[WHAT YOU HAVE TO DO] Nothing but the records, repeated exactly, should form the response.

[DATA EXCERPTS]

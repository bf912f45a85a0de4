//! Applying recorded commands backward (undo) and forward (redo).
//!
//! Replay only copies captured values back; it never re-runs validation
//! or cascades. Entries that name tasks which no longer exist are skipped.

use crate::model::command::{CascadeRecord, CommandParams, DateMove, ParentChange, PlacedTask};
use crate::model::task::{Task, TaskMap};
use crate::store::collab::DependencyStore;

/// Undo `params` against the collection.
pub(crate) fn apply_inverse<D: DependencyStore + ?Sized>(
    params: &CommandParams,
    tasks: &mut TaskMap,
    dependencies: &mut D,
) {
    // cascades were applied last, so they come off first
    restore_cascade(tasks, params.cascade());
    match params {
        CommandParams::AddTask { added, before, .. } => {
            for placed in added {
                tasks.shift_remove(&placed.task.id);
            }
            before.restore(tasks);
        }
        CommandParams::UpdateTask { before, .. } => replace_fields(tasks, before),
        CommandParams::DeleteTask {
            deleted, before, ..
        } => {
            // captured in ascending index order
            for placed in deleted {
                reinsert(tasks, placed);
            }
            before.restore(tasks);
        }
        CommandParams::ReorderTasks { before, .. } => before.restore(tasks),
        CommandParams::IndentTasks {
            changes, before, ..
        }
        | CommandParams::OutdentTasks {
            changes, before, ..
        } => {
            revert_parents(tasks, changes);
            before.restore(tasks);
        }
        CommandParams::GroupTasks {
            group,
            changes,
            before,
            ..
        } => {
            revert_parents(tasks, changes);
            tasks.shift_remove(&group.task.id);
            before.restore(tasks);
        }
        CommandParams::UngroupTasks {
            ungrouped, before, ..
        } => {
            for entry in ungrouped.iter().rev() {
                reinsert(tasks, &entry.summary);
                revert_parents(tasks, &entry.children);
                dependencies.restore_dependencies(&entry.dependencies);
            }
            before.restore(tasks);
        }
        CommandParams::MultiDragTasks { moves, .. } => {
            for DateMove { task_id, before, .. } in moves.iter().rev() {
                if let Some(task) = tasks.get_mut(task_id) {
                    task.set_span(*before);
                }
            }
        }
    }
}

/// Redo `params` against the collection.
pub(crate) fn apply_forward<D: DependencyStore + ?Sized>(
    params: &CommandParams,
    tasks: &mut TaskMap,
    dependencies: &mut D,
) {
    match params {
        CommandParams::AddTask { added, after, .. } => {
            for placed in added {
                reinsert(tasks, placed);
            }
            after.restore(tasks);
        }
        CommandParams::UpdateTask { after, .. } => replace_fields(tasks, after),
        CommandParams::DeleteTask { deleted, after, .. } => {
            for placed in deleted {
                tasks.shift_remove(&placed.task.id);
            }
            after.restore(tasks);
        }
        CommandParams::ReorderTasks { after, .. } => after.restore(tasks),
        CommandParams::IndentTasks { changes, after, .. }
        | CommandParams::OutdentTasks { changes, after, .. } => {
            apply_parents(tasks, changes);
            after.restore(tasks);
        }
        CommandParams::GroupTasks {
            group,
            changes,
            after,
            ..
        } => {
            reinsert(tasks, group);
            apply_parents(tasks, changes);
            after.restore(tasks);
        }
        CommandParams::UngroupTasks {
            ungrouped, after, ..
        } => {
            for entry in ungrouped {
                apply_parents(tasks, &entry.children);
                tasks.shift_remove(&entry.summary.task.id);
                dependencies.remove_dependencies_for_task(&entry.summary.task.id);
            }
            after.restore(tasks);
        }
        CommandParams::MultiDragTasks { moves, .. } => {
            for DateMove { task_id, after, .. } in moves {
                if let Some(task) = tasks.get_mut(task_id) {
                    task.set_span(*after);
                }
            }
        }
    }
    apply_cascade(tasks, params.cascade());
}

// ---------------------------------------------------------------------------
// Helpers
// ---------------------------------------------------------------------------

/// Put a task back at its captured index (clamped). No-op if the id is taken.
fn reinsert(tasks: &mut TaskMap, placed: &PlacedTask) {
    if tasks.contains_key(&placed.task.id) {
        return;
    }
    let index = placed.index.min(tasks.len());
    tasks.shift_insert(index, placed.task.id.clone(), placed.task.clone());
}

/// Copy a task snapshot's field values over the live task, leaving its
/// place in the hierarchy alone.
fn replace_fields(tasks: &mut TaskMap, snapshot: &Task) {
    if let Some(task) = tasks.get_mut(&snapshot.id) {
        let parent = task.parent.take();
        let order = task.order;
        *task = snapshot.clone();
        task.parent = parent;
        task.order = order;
    }
}

fn revert_parents(tasks: &mut TaskMap, changes: &[ParentChange]) {
    for change in changes.iter().rev() {
        if let Some(task) = tasks.get_mut(&change.task_id) {
            task.parent = change.old_parent.clone();
        }
    }
}

fn apply_parents(tasks: &mut TaskMap, changes: &[ParentChange]) {
    for change in changes {
        if let Some(task) = tasks.get_mut(&change.task_id) {
            task.parent = change.new_parent.clone();
        }
    }
}

fn restore_cascade(tasks: &mut TaskMap, cascade: &[CascadeRecord]) {
    for record in cascade.iter().rev() {
        if let Some(task) = tasks.get_mut(&record.id) {
            task.set_span(record.previous_values);
        }
    }
}

fn apply_cascade(tasks: &mut TaskMap, cascade: &[CascadeRecord]) {
    for record in cascade {
        if let Some(task) = tasks.get_mut(&record.id) {
            task.set_span(record.updates);
        }
    }
}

[ANSWER SECTION]
repository bf912f45a85a0de4
//! Applying recorded commands backward (undo) and forward (redo).
//!
//! Replay only copies captured values back; it never re-runs validation
//! or cascades. Entries that name tasks which no longer exist are skipped.

use crate::model::command::{CascadeRecord, CommandParams, DateMove, ParentChange, PlacedTask};
use crate::model::task::{Task, TaskMap};
use crate::store::collab::DependencyStore;

/// Undo `params` against the collection.
pub(crate) fn apply_inverse<D: DependencyStore + ?Sized>(
    params: &CommandParams,
    tasks: &mut TaskMap,
    dependencies: &mut D,
) {
    // cascades were applied last, so they come off first
    restore_cascade(tasks, params.cascade());
    match params {
        CommandParams::AddTask { added, before, .. } => {
            for placed in added {
                tasks.shift_remove(&placed.task.id);
            }
            before.restore(tasks);
        }
        CommandParams::UpdateTask { before, .. } => replace_fields(tasks, before),
        CommandParams::DeleteTask {
            deleted, before, ..
        } => {
            // captured in ascending index order
            for placed in deleted {
                reinsert(tasks, placed);
            }
            before.restore(tasks);
        }
        CommandParams::ReorderTasks { before, .. } => before.restore(tasks),
        CommandParams::IndentTasks {
            changes, before, ..
        }
        | CommandParams::OutdentTasks {
            changes, before, ..
        } => {
            revert_parents(tasks, changes);
            before.restore(tasks);
        }
        CommandParams::GroupTasks {
            group,
            changes,
            before,
            ..
        } => {
            revert_parents(tasks, changes);
            tasks.shift_remove(&group.task.id);
            before.restore(tasks);
        }
        CommandParams::UngroupTasks {
            ungrouped, before, ..
        } => {
            for entry in ungrouped.iter().rev() {
                reinsert(tasks, &entry.summary);
                revert_parents(tasks, &entry.children);
                dependencies.restore_dependencies(&entry.dependencies);
            }
            before.restore(tasks);
        }
        CommandParams::MultiDragTasks { moves, .. } => {
            for DateMove { task_id, before, .. } in moves.iter().rev() {
                if let Some(task) = tasks.get_mut(task_id) {
                    task.set_span(*before);
                }
            }
        }
    }
}

/// Redo `params` against the collection.
pub(crate) fn apply_forward<D: DependencyStore + ?Sized>(
    params: &CommandParams,
    tasks: &mut TaskMap,
    dependencies: &mut D,
) {
    match params {
        CommandParams::AddTask { added, after, .. } => {
            for placed in added {
                reinsert(tasks, placed);
            }
            after.restore(tasks);
        }
        CommandParams::UpdateTask { after, .. } => replace_fields(tasks, after),
        CommandParams::DeleteTask { deleted, after, .. } => {
            for placed in deleted {
                tasks.shift_remove(&placed.task.id);
            }
            after.restore(tasks);
        }
        CommandParams::ReorderTasks { after, .. } => after.restore(tasks),
        CommandParams::IndentTasks { changes, after, .. }
        | CommandParams::OutdentTasks { changes, after, .. } => {
            apply_parents(tasks, changes);
            after.restore(tasks);
        }
        CommandParams::GroupTasks {
            group,
            changes,
            after,
            ..
        } => {
            reinsert(tasks, group);
            apply_parents(tasks, changes);
            after.restore(tasks);
        }
        CommandParams::UngroupTasks {
            ungrouped, after, ..
        } => {
            for entry in ungrouped {
                apply_parents(tasks, &entry.children);
                tasks.shift_remove(&entry.summary.task.id);
                dependencies.remove_dependencies_for_task(&entry.summary.task.id);
            }
            after.restore(tasks);
        }
        CommandParams::MultiDragTasks { moves, .. } => {
            for DateMove { task_id, after, .. } in moves {
                if let Some(task) = tasks.get_mut(task_id) {
                    task.set_span(*after);
                }
            }
        }
    }
    apply_cascade(tasks, params.cascade());
}

// ---------------------------------------------------------------------------
// Helpers
// ---------------------------------------------------------------------------

/// Put a task back at its captured index (clamped). No-op if the id is taken.
fn reinsert(tasks: &mut TaskMap, placed: &PlacedTask) {
    if tasks.contains_key(&placed.task.id) {
        return;
    }
    let index = placed.index.min(tasks.len());
    tasks.shift_insert(index, placed.task.id.clone(), placed.task.clone());
}

/// Copy a task snapshot's field values over the live task, leaving its
/// place in the hierarchy alone.
fn replace_fields(tasks: &mut TaskMap, snapshot: &Task) {
    if let Some(task) = tasks.get_mut(&snapshot.id) {
        let parent = task.parent.take();
        let order = task.order;
        *task = snapshot.clone();
        task.parent = parent;
        task.order = order;
    }
}

fn revert_parents(tasks: &mut TaskMap, changes: &[ParentChange]) {
    for change in changes.iter().rev() {
        if let Some(task) = tasks.get_mut(&change.task_id) {
            task.parent = change.old_parent.clone();
        }
    }
}

fn apply_parents(tasks: &mut TaskMap, changes: &[ParentChange]) {
    for change in changes {
        if let Some(task) = tasks.get_mut(&change.task_id) {
            task.parent = change.new_parent.clone();
        }
    }
}

fn restore_cascade(tasks: &mut TaskMap, cascade: &[CascadeRecord]) {
    for record in cascade.iter().rev() {
        if let Some(task) = tasks.get_mut(&record.id) {
            task.set_span(record.previous_values);
        }
    }
}

fn apply_cascade(tasks: &mut TaskMap, cascade: &[CascadeRecord]) {
    for record in cascade {
        if let Some(task) = tasks.get_mut(&record.id) {
            task.set_span(record.updates);
        }
    }
}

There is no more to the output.